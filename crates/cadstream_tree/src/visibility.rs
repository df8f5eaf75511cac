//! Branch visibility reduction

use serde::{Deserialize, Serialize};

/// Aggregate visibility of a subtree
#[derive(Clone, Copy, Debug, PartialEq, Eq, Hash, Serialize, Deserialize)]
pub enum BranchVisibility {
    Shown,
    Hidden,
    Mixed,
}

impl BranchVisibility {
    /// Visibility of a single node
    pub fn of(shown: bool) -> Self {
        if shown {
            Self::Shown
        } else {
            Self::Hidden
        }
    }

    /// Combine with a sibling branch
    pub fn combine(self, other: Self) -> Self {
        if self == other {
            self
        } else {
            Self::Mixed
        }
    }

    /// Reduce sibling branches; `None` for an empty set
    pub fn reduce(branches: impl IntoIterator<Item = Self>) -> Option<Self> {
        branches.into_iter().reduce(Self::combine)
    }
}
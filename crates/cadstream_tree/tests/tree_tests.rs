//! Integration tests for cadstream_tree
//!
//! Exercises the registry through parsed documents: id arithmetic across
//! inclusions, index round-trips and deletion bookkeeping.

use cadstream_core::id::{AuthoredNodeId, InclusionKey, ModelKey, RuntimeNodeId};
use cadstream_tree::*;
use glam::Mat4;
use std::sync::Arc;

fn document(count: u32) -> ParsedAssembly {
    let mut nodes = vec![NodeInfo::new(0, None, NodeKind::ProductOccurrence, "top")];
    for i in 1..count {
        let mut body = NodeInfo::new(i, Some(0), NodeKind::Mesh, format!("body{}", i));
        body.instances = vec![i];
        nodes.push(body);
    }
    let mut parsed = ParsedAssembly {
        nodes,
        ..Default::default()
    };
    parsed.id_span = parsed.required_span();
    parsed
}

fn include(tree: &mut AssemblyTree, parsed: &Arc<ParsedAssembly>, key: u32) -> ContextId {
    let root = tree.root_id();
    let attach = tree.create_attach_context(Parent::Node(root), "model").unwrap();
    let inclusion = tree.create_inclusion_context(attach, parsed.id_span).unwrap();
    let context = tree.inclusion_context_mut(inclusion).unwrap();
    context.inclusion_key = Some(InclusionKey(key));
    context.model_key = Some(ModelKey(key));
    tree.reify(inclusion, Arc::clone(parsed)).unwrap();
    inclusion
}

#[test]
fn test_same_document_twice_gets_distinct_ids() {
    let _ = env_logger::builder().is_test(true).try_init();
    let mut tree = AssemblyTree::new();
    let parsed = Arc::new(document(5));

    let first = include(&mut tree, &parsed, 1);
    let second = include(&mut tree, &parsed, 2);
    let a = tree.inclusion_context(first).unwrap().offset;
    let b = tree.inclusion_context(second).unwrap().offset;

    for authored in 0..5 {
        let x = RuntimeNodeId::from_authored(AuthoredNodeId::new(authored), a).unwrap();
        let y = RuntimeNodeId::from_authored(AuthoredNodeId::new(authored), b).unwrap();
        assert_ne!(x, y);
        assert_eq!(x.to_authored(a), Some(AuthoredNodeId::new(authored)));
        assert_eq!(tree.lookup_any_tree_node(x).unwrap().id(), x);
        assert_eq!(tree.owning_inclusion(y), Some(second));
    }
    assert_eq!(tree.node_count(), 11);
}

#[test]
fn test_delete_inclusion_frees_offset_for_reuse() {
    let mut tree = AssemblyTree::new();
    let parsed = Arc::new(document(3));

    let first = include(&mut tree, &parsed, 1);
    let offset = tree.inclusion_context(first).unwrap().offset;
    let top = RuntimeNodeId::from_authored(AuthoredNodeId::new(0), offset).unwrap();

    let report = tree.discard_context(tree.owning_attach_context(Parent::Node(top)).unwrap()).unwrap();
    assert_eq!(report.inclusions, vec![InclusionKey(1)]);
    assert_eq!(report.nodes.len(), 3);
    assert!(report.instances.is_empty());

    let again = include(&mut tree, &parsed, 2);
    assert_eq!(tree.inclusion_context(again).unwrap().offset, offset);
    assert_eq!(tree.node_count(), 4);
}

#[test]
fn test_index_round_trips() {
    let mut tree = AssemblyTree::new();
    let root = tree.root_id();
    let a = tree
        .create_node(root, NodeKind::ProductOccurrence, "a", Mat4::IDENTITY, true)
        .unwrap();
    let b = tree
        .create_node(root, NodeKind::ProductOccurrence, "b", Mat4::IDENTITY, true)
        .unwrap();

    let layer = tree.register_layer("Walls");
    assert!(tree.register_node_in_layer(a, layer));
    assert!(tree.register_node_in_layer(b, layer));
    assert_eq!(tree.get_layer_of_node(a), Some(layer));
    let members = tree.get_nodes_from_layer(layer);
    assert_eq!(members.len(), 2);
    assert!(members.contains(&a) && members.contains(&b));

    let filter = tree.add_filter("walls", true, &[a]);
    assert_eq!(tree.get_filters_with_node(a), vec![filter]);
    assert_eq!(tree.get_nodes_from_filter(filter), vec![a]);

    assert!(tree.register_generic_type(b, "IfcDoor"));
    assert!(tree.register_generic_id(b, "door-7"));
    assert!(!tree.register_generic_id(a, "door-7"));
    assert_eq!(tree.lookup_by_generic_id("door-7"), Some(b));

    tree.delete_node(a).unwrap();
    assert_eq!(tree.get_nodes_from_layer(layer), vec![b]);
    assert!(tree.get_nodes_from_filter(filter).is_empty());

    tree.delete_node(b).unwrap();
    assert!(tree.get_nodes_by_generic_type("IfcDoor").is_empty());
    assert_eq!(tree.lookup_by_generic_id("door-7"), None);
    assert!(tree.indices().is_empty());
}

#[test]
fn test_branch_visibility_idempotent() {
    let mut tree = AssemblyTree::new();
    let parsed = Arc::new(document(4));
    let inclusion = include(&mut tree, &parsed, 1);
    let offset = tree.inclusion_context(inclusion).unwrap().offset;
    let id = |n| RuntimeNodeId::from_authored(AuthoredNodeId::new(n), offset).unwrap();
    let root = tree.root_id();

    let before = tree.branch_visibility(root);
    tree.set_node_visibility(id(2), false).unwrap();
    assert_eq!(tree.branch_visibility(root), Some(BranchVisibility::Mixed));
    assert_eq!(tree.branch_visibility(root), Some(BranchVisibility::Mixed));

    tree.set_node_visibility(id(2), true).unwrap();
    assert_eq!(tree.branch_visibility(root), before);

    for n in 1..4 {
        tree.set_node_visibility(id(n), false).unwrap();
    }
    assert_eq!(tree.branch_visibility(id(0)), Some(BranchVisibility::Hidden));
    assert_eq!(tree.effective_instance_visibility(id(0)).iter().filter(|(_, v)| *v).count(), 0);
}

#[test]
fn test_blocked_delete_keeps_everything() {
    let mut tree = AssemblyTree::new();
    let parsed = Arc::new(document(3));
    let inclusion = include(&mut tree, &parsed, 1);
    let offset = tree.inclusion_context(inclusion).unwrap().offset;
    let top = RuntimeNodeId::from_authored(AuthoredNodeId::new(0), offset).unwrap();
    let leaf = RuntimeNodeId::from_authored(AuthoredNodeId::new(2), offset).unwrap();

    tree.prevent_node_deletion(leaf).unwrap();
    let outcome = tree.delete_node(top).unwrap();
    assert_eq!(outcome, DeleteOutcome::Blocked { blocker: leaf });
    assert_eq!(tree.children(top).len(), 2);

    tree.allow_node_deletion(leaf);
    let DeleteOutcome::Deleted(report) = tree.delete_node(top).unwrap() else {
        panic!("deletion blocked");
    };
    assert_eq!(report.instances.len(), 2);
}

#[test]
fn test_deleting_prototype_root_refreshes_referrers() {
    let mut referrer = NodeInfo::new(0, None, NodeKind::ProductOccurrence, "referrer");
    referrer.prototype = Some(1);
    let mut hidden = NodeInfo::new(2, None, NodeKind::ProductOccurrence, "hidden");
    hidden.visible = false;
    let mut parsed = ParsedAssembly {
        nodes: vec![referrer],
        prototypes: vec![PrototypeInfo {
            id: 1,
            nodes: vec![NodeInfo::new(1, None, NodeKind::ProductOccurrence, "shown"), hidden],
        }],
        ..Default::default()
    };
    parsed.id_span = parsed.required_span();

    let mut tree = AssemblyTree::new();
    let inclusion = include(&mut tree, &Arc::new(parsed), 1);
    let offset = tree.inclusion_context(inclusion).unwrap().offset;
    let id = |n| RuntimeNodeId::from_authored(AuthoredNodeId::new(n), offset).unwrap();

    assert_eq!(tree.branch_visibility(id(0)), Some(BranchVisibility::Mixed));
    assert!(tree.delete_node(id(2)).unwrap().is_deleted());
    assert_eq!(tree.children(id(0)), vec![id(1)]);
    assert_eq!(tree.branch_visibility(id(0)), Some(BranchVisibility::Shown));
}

■ ■ ■ ■

§ **BRIEF**: Please show the lines in the entries above that hold the string "true".

§ **WRITTEN RESPONSE**:
    let _ = env_logger::builder().is_test(true).try_init();
        .create_node(root, NodeKind::ProductOccurrence, "a", Mat4::IDENTITY, true)
        .create_node(root, NodeKind::ProductOccurrence, "b", Mat4::IDENTITY, true)
    let filter = tree.add_filter("walls", true, &[a]);
    tree.set_node_visibility(id(2), true).unwrap();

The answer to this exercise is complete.